Dear Cinema Santa: 2017 Edition
Light up boys and girls and all of the ships at sea, for once again we’ve arrived at that time of the year in which the bonds of a year filled with fake empathy and grudging good deeds gives way to reveal our true motives of gain and avarice. Yes, it’s time for our annual nosedive into the wondrous world of begging a red suited fat guy (not to be confused with the fat Red guy from North Korea) to makes our cinematic wishes come true: it’s the annual Dear Cinema Santa wish list. Let us hope that in the year to come, at least one or two of these desperate pleas for a better film world may come true. And to those who might find this a complete waste of time, may the jolly elf leave you a bucket brimming with coal flavored popcorn. And to all (except the Fat Red guy) a good night.
Just one movie in which Morgan Freeman actually plays a despicably villainous character rather than his usual despicably dull fountain of goodness and wisdom.
A Meryl Streep performance (if we’re forced to travel that route) that does not rely on a painful accent nor eccentric costuming. Is it possible to reconcile her acting style with the requirements of that of the unaffected neo-realistic drama?
A cessation to the endless and quite meaningless critical egg throwing on the Internet concerning the relative value of Marvel superhero movies versus those of DC. Such embarrassingly impassioned arguments only serve to obscure the plain and simple truth that, with the rare exception, if evaluated by normal critical standards, none of these films are of estimable merit.
An end to the current trend in which every film reviewed is attributed with a Trumpian sociopolitical significance, especially since all of these films would have been conceived of and produced far before the election of the current President. Could we possibly drain this limitation of perspective from the critical swamp?

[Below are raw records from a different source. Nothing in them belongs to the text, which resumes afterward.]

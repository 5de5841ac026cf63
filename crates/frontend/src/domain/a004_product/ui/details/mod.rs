use crate::domain::a004_product::ProductDraft;
use crate::shared::catalog::use_catalog;
use crate::shared::components::image_input::ImageInput;
use crate::shared::resource::{FileUpload, ImageField, SessionState};
use leptos::prelude::*;
use thaw::*;

/// Add / edit product dialog bound to the product form session.
///
/// Category and model options come from their own controllers.
#[component]
#[allow(non_snake_case)]
pub fn ProductDialog() -> impl IntoView {
    let catalog = use_catalog();
    let products = catalog.products;
    let open = products.dialog_open();

    let is_edit = move || {
        products.read(|c| match c.session_state() {
            SessionState::OpenEdit(_) => true,
            SessionState::Submitting(mode) => mode.target_id().is_some(),
            _ => false,
        })
    };
    let submitting = Signal::derive(move || products.read(|c| c.is_submitting()));
    let field = move |get: fn(&ProductDraft) -> String| {
        move || products.read(|c| c.draft().map(|d| get(&d)).unwrap_or_default())
    };
    let set = move |apply: fn(&mut ProductDraft, String)| {
        move |ev: leptos::ev::Event| {
            let value = event_target_value(&ev);
            products.get().edit_draft(|d| apply(d, value));
        }
    };

    let existing_image = Signal::derive(move || {
        products.read(|c| {
            c.draft()
                .and_then(|d| d.image.existing_url().map(str::to_string))
        })
    });
    let picked_image = Signal::derive(move || {
        products.read(|c| {
            c.draft()
                .and_then(|d| d.image.upload().map(|f| f.file_name.clone()))
        })
    });
    let on_pick = Callback::new(move |upload: FileUpload| {
        products
            .get()
            .edit_draft(|d| d.image = ImageField::Selected(upload));
    });

    let category_options = move || {
        catalog.categories.read(|c| c.items()).into_iter().map(|category| {
            let name = category.category_name;
            view! { <option value=name.clone()>{name.clone()}</option> }
        }).collect_view()
    };
    let model_options = move || {
        catalog.models.read(|c| c.items()).into_iter().map(|model| {
            let name = model.model_name;
            view! { <option value=name.clone()>{name.clone()}</option> }
        }).collect_view()
    };

    view! {
        <Dialog open=open>
            <DialogSurface>
                <DialogBody>
                    <DialogTitle>
                        {move || if is_edit() { "Edit Product" } else { "Add Product" }}
                    </DialogTitle>
                    <DialogContent>
                        <div class="form">
                            <label class="form__field">
                                <span class="form__label">"Product name"</span>
                                <input
                                    type="text"
                                    class="form__input"
                                    prop:value=field(|d| d.name.clone())
                                    on:input=set(|d, v| d.name = v)
                                />
                            </label>
                            <div class="form__row">
                                <label class="form__field">
                                    <span class="form__label">"Price"</span>
                                    <input
                                        type="number"
                                        min="0"
                                        class="form__input"
                                        prop:value=field(|d| d.price.clone())
                                        on:input=set(|d, v| d.price = v)
                                    />
                                </label>
                                <label class="form__field">
                                    <span class="form__label">"Discount price"</span>
                                    <input
                                        type="number"
                                        min="0"
                                        class="form__input"
                                        prop:value=field(|d| d.discount_price.clone())
                                        on:input=set(|d, v| d.discount_price = v)
                                    />
                                </label>
                            </div>
                            <div class="form__row">
                                <label class="form__field">
                                    <span class="form__label">"Category"</span>
                                    <select
                                        class="form__input"
                                        prop:value=field(|d| d.category_name.clone())
                                        on:change=set(|d, v| d.category_name = v)
                                    >
                                        <option value="">"Select category"</option>
                                        {category_options}
                                    </select>
                                </label>
                                <label class="form__field">
                                    <span class="form__label">"Model"</span>
                                    <select
                                        class="form__input"
                                        prop:value=field(|d| d.model_name.clone())
                                        on:change=set(|d, v| d.model_name = v)
                                    >
                                        <option value="">"No model"</option>
                                        {model_options}
                                    </select>
                                </label>
                            </div>
                            <ImageInput
                                label="Product image"
                                existing=existing_image
                                picked=picked_image
                                on_pick=on_pick
                            />
                        </div>
                    </DialogContent>
                    <DialogActions>
                        <Button
                            appearance=ButtonAppearance::Subtle
                            on_click=move |_| products.get().cancel()
                        >
                            "Cancel"
                        </Button>
                        <Button
                            appearance=ButtonAppearance::Primary
                            loading=submitting
                            disabled=submitting
                            on_click=move |_| products.submit()
                        >
                            {move || if is_edit() { "Update" } else { "Add" }}
                        </Button>
                    </DialogActions>
                </DialogBody>
            </DialogSurface>
        </Dialog>
    }
}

A serious reflection as to why it’s perfectly acceptable to portray the cinematic villainy of the German Reich (rightly so), yet there seems to be no end of the excuses and apologies for any acknowledgement of similar wartime atrocities attributable to the Land of the Rising Sun?
Despite the fact that every actress now makes the dubious claim of being a born-again virgin, how about a courageous show of hands from all of the women in Hollywood who actually willingly (explaining much) slept their way to the top?
Roles for some of our greatest actresses of maturity. Whatever happened to Joanne Woodward?
A sworn statement from (or court order for) Kenneth Branagh, preventing him from filming any further movie remakes. Please stick to Shakespeare.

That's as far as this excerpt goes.